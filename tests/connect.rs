//! Connection establishment and the API handshake.

mod common;

use std::time::Duration;

use chainwire::{
    ApiName,
    ClientError,
    ConnectionOptions,
    ConnectionState,
    ErrorKind,
    OptionsError,
};
use chainwire_testing::{HandshakeReply, NodeEvent, default_api_id};
use common::{Harness, URL, settle};
use rstest::rstest;
use serde_json::json;

#[tokio::test]
async fn connect_registers_every_requested_api() {
    let harness = Harness::connected(ConnectionOptions::default()).await;

    for api in ApiName::ALL.into_iter().filter(|api| !api.is_meta()) {
        assert_eq!(
            harness.client.api_id(api).await.expect("engine running"),
            Some(default_api_id(api)),
            "{api} should be registered"
        );
    }
    assert_eq!(
        harness.client.api_id(ApiName::Login).await.expect("engine running"),
        Some(1)
    );
    let status = harness.client.status();
    assert_eq!(status.state, ConnectionState::Open);
    assert!(!status.recovering);
    assert!(status.accepts_calls());
}

#[tokio::test]
async fn handshake_ids_are_taken_from_the_node() {
    let mut harness = Harness::new();
    harness.node.handshake(ApiName::Database, HandshakeReply::Grant(42));
    harness
        .client
        .connect(URL, ConnectionOptions::default().apis([ApiName::Database]))
        .await
        .expect("connect");

    let exec = harness.client.api(ApiName::Database);
    let call = tokio::spawn(async move { exec.exec("get_block", vec![json!(1)]).await });
    let sent = harness.node.next_call().await;
    assert_eq!(sent.api_id, 42);
    harness.node.reply(sent.id, json!({"previous": "00"}));
    assert_eq!(
        call.await.expect("task").expect("reply"),
        json!({"previous": "00"})
    );
}

#[tokio::test]
async fn denied_api_fails_locally_without_traffic() {
    let mut harness = Harness::new();
    harness.node.handshake(ApiName::History, HandshakeReply::Deny);
    harness
        .client
        .connect(
            URL,
            ConnectionOptions::default().apis([ApiName::Database, ApiName::History]),
        )
        .await
        .expect("a null grant does not fail the connection");

    assert_eq!(
        harness.client.api_id(ApiName::History).await.expect("engine"),
        None
    );
    let err = harness
        .client
        .api(ApiName::History)
        .exec("get_account_history", vec![])
        .await
        .expect_err("history was not granted");
    assert!(matches!(err, ClientError::ApiNotGranted { api: ApiName::History }));
    assert_eq!(err.kind(), ErrorKind::Capability);

    settle().await;
    assert_eq!(harness.node.next_event().await, NodeEvent::Opened(1));
    assert_eq!(harness.node.try_next_event(), None);
}

#[tokio::test]
async fn api_missing_from_options_is_not_granted() {
    let harness = Harness::database_only().await;
    let err = harness
        .client
        .api(ApiName::Asset)
        .exec("get_asset_holders", vec![])
        .await
        .expect_err("asset was never requested");
    assert_eq!(err.kind(), ErrorKind::Capability);
}

#[tokio::test]
async fn rejected_handshake_fails_connect_and_closes_the_link() {
    let mut harness = Harness::new();
    harness.node.handshake(
        ApiName::Database,
        HandshakeReply::Reject(json!({"message": "forbidden"})),
    );

    let err = harness
        .client
        .connect(URL, ConnectionOptions::default().apis([ApiName::Database]))
        .await
        .expect_err("the node rejected the handshake");
    assert!(
        matches!(&err, ClientError::HandshakeRejected { api: ApiName::Database, detail } if detail.contains("forbidden")),
        "unexpected error: {err:?}"
    );

    assert_eq!(harness.node.next_event().await, NodeEvent::Opened(1));
    assert_eq!(harness.node.next_event().await, NodeEvent::ClientClosed(1));
    assert_eq!(harness.client.status().state, ConnectionState::Disconnected);
}

#[tokio::test]
async fn non_integer_handshake_result_is_rejected() {
    let mut harness = Harness::new();
    harness.node.handshake(ApiName::Database, HandshakeReply::Manual);
    let client = harness.client.clone();
    let connect = tokio::spawn(async move {
        client
            .connect(URL, ConnectionOptions::default().apis([ApiName::Database]))
            .await
    });

    let handshake = harness.node.next_call_to("database").await;
    assert_eq!(handshake.api_id, 1);
    assert!(handshake.params.is_empty());
    harness.node.reply(handshake.id, json!("two"));

    let err = connect.await.expect("task").expect_err("bad handshake result");
    assert_eq!(err.kind(), ErrorKind::Capability);
}

#[tokio::test]
async fn connect_twice_is_refused() {
    let harness = Harness::database_only().await;
    let err = harness
        .client
        .connect(URL, ConnectionOptions::default())
        .await
        .expect_err("already open");
    assert!(matches!(err, ClientError::AlreadyConnected));
    assert_eq!(harness.node.opens(), 1);
}

#[rstest]
#[case("http://node.test", ConnectionOptions::default(), "url")]
#[case("not a url", ConnectionOptions::default(), "url")]
#[case(URL, ConnectionOptions::default().ping_delay(Duration::ZERO), "pingDelay")]
#[case(URL, ConnectionOptions::default().connection_timeout(Duration::ZERO), "connectionTimeout")]
#[tokio::test]
async fn invalid_options_reject_before_opening(
    #[case] url: &str,
    #[case] options: ConnectionOptions,
    #[case] param: &str,
) {
    let harness = Harness::new();
    let err = harness
        .client
        .connect(url, options)
        .await
        .expect_err("options are invalid");
    assert_eq!(err.kind(), ErrorKind::InvalidOption);
    match err {
        ClientError::InvalidOption(OptionsError::Invalid { param: actual, .. }) => {
            assert_eq!(actual, param);
        }
        other => panic!("expected invalid {param}, got {other:?}"),
    }
    assert_eq!(harness.node.opens(), 0);
}

#[tokio::test]
async fn unknown_api_name_is_an_option_error() {
    let harness = Harness::new();
    let err = harness
        .client
        .connect(URL, ConnectionOptions::default().api_names(["database", "wallet"]))
        .await
        .expect_err("wallet is not an api");
    assert!(matches!(
        err,
        ClientError::InvalidOption(OptionsError::UnknownApi(ref name)) if name == "wallet"
    ));
    assert_eq!(harness.node.opens(), 0);
}

#[tokio::test]
async fn refused_open_fails_connect() {
    let harness = Harness::new();
    harness.node.refuse_opens(1);
    let err = harness
        .client
        .connect(URL, ConnectionOptions::default())
        .await
        .expect_err("node refused");
    assert_eq!(err.kind(), ErrorKind::Transport);
    assert_eq!(harness.client.status().state, ConnectionState::Disconnected);

    harness
        .client
        .connect(URL, ConnectionOptions::default())
        .await
        .expect("second attempt is accepted");
}

#[tokio::test]
async fn calls_before_connect_are_rejected() {
    let harness = Harness::new();
    let err = harness
        .client
        .api(ApiName::Database)
        .exec("get_block", vec![json!(1)])
        .await
        .expect_err("not connected");
    assert!(matches!(err, ClientError::NotConnected));
}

[Problem statement]:
Once you have read the listing, retype it in full, word for word.

[Worked solution]:
filename tests/connect.rs
//! Connection establishment and the API handshake.

mod common;

use std::time::Duration;

use chainwire::{
    ApiName,
    ClientError,
    ConnectionOptions,
    ConnectionState,
    ErrorKind,
    OptionsError,
};
use chainwire_testing::{HandshakeReply, NodeEvent, default_api_id};
use common::{Harness, URL, settle};
use rstest::rstest;
use serde_json::json;

#[tokio::test]
async fn connect_registers_every_requested_api() {
    let harness = Harness::connected(ConnectionOptions::default()).await;

    for api in ApiName::ALL.into_iter().filter(|api| !api.is_meta()) {
        assert_eq!(
            harness.client.api_id(api).await.expect("engine running"),
            Some(default_api_id(api)),
            "{api} should be registered"
        );
    }
    assert_eq!(
        harness.client.api_id(ApiName::Login).await.expect("engine running"),
        Some(1)
    );
    let status = harness.client.status();
    assert_eq!(status.state, ConnectionState::Open);
    assert!(!status.recovering);
    assert!(status.accepts_calls());
}

#[tokio::test]
async fn handshake_ids_are_taken_from_the_node() {
    let mut harness = Harness::new();
    harness.node.handshake(ApiName::Database, HandshakeReply::Grant(42));
    harness
        .client
        .connect(URL, ConnectionOptions::default().apis([ApiName::Database]))
        .await
        .expect("connect");

    let exec = harness.client.api(ApiName::Database);
    let call = tokio::spawn(async move { exec.exec("get_block", vec![json!(1)]).await });
    let sent = harness.node.next_call().await;
    assert_eq!(sent.api_id, 42);
    harness.node.reply(sent.id, json!({"previous": "00"}));
    assert_eq!(
        call.await.expect("task").expect("reply"),
        json!({"previous": "00"})
    );
}

#[tokio::test]
async fn denied_api_fails_locally_without_traffic() {
    let mut harness = Harness::new();
    harness.node.handshake(ApiName::History, HandshakeReply::Deny);
    harness
        .client
        .connect(
            URL,
            ConnectionOptions::default().apis([ApiName::Database, ApiName::History]),
        )
        .await
        .expect("a null grant does not fail the connection");

    assert_eq!(
        harness.client.api_id(ApiName::History).await.expect("engine"),
        None
    );
    let err = harness
        .client
        .api(ApiName::History)
        .exec("get_account_history", vec![])
        .await
        .expect_err("history was not granted");
    assert!(matches!(err, ClientError::ApiNotGranted { api: ApiName::History }));
    assert_eq!(err.kind(), ErrorKind::Capability);

    settle().await;
    assert_eq!(harness.node.next_event().await, NodeEvent::Opened(1));
    assert_eq!(harness.node.try_next_event(), None);
}

#[tokio::test]
async fn api_missing_from_options_is_not_granted() {
    let harness = Harness::database_only().await;
    let err = harness
        .client
        .api(ApiName::Asset)
        .exec("get_asset_holders", vec![])
        .await
        .expect_err("asset was never requested");
    assert_eq!(err.kind(), ErrorKind::Capability);
}

#[tokio::test]
async fn rejected_handshake_fails_connect_and_closes_the_link() {
    let mut harness = Harness::new();
    harness.node.handshake(
        ApiName::Database,
        HandshakeReply::Reject(json!({"message": "forbidden"})),
    );

    let err = harness
        .client
        .connect(URL, ConnectionOptions::default().apis([ApiName::Database]))
        .await
        .expect_err("the node rejected the handshake");
    assert!(
        matches!(&err, ClientError::HandshakeRejected { api: ApiName::Database, detail } if detail.contains("forbidden")),
        "unexpected error: {err:?}"
    );

    assert_eq!(harness.node.next_event().await, NodeEvent::Opened(1));
    assert_eq!(harness.node.next_event().await, NodeEvent::ClientClosed(1));
    assert_eq!(harness.client.status().state, ConnectionState::Disconnected);
}

#[tokio::test]
async fn non_integer_handshake_result_is_rejected() {
    let mut harness = Harness::new();
    harness.node.handshake(ApiName::Database, HandshakeReply::Manual);
    let client = harness.client.clone();
    let connect = tokio::spawn(async move {
        client
            .connect(URL, ConnectionOptions::default().apis([ApiName::Database]))
            .await
    });

    let handshake = harness.node.next_call_to("database").await;
    assert_eq!(handshake.api_id, 1);
    assert!(handshake.params.is_empty());
    harness.node.reply(handshake.id, json!("two"));

    let err = connect.await.expect("task").expect_err("bad handshake result");
    assert_eq!(err.kind(), ErrorKind::Capability);
}

#[tokio::test]
async fn connect_twice_is_refused() {
    let harness = Harness::database_only().await;
    let err = harness
        .client
        .connect(URL, ConnectionOptions::default())
        .await
        .expect_err("already open");
    assert!(matches!(err, ClientError::AlreadyConnected));
    assert_eq!(harness.node.opens(), 1);
}

#[rstest]
#[case("http://node.test", ConnectionOptions::default(), "url")]
#[case("not a url", ConnectionOptions::default(), "url")]
#[case(URL, ConnectionOptions::default().ping_delay(Duration::ZERO), "pingDelay")]
#[case(URL, ConnectionOptions::default().connection_timeout(Duration::ZERO), "connectionTimeout")]
#[tokio::test]
async fn invalid_options_reject_before_opening(
    #[case] url: &str,
    #[case] options: ConnectionOptions,
    #[case] param: &str,
) {
    let harness = Harness::new();
    let err = harness
        .client
        .connect(url, options)
        .await
        .expect_err("options are invalid");
    assert_eq!(err.kind(), ErrorKind::InvalidOption);
    match err {
        ClientError::InvalidOption(OptionsError::Invalid { param: actual, .. }) => {
            assert_eq!(actual, param);
        }
        other => panic!("expected invalid {param}, got {other:?}"),
    }
    assert_eq!(harness.node.opens(), 0);
}

#[tokio::test]
async fn unknown_api_name_is_an_option_error() {
    let harness = Harness::new();
    let err = harness
        .client
        .connect(URL, ConnectionOptions::default().api_names(["database", "wallet"]))
        .await
        .expect_err("wallet is not an api");
    assert!(matches!(
        err,
        ClientError::InvalidOption(OptionsError::UnknownApi(ref name)) if name == "wallet"
    ));
    assert_eq!(harness.node.opens(), 0);
}

#[tokio::test]
async fn refused_open_fails_connect() {
    let harness = Harness::new();
    harness.node.refuse_opens(1);
    let err = harness
        .client
        .connect(URL, ConnectionOptions::default())
        .await
        .expect_err("node refused");
    assert_eq!(err.kind(), ErrorKind::Transport);
    assert_eq!(harness.client.status().state, ConnectionState::Disconnected);

    harness
        .client
        .connect(URL, ConnectionOptions::default())
        .await
        .expect("second attempt is accepted");
}

#[tokio::test]
async fn calls_before_connect_are_rejected() {
    let harness = Harness::new();
    let err = harness
        .client
        .api(ApiName::Database)
        .exec("get_block", vec![json!(1)])
        .await
        .expect_err("not connected");
    assert!(matches!(err, ClientError::NotConnected));
}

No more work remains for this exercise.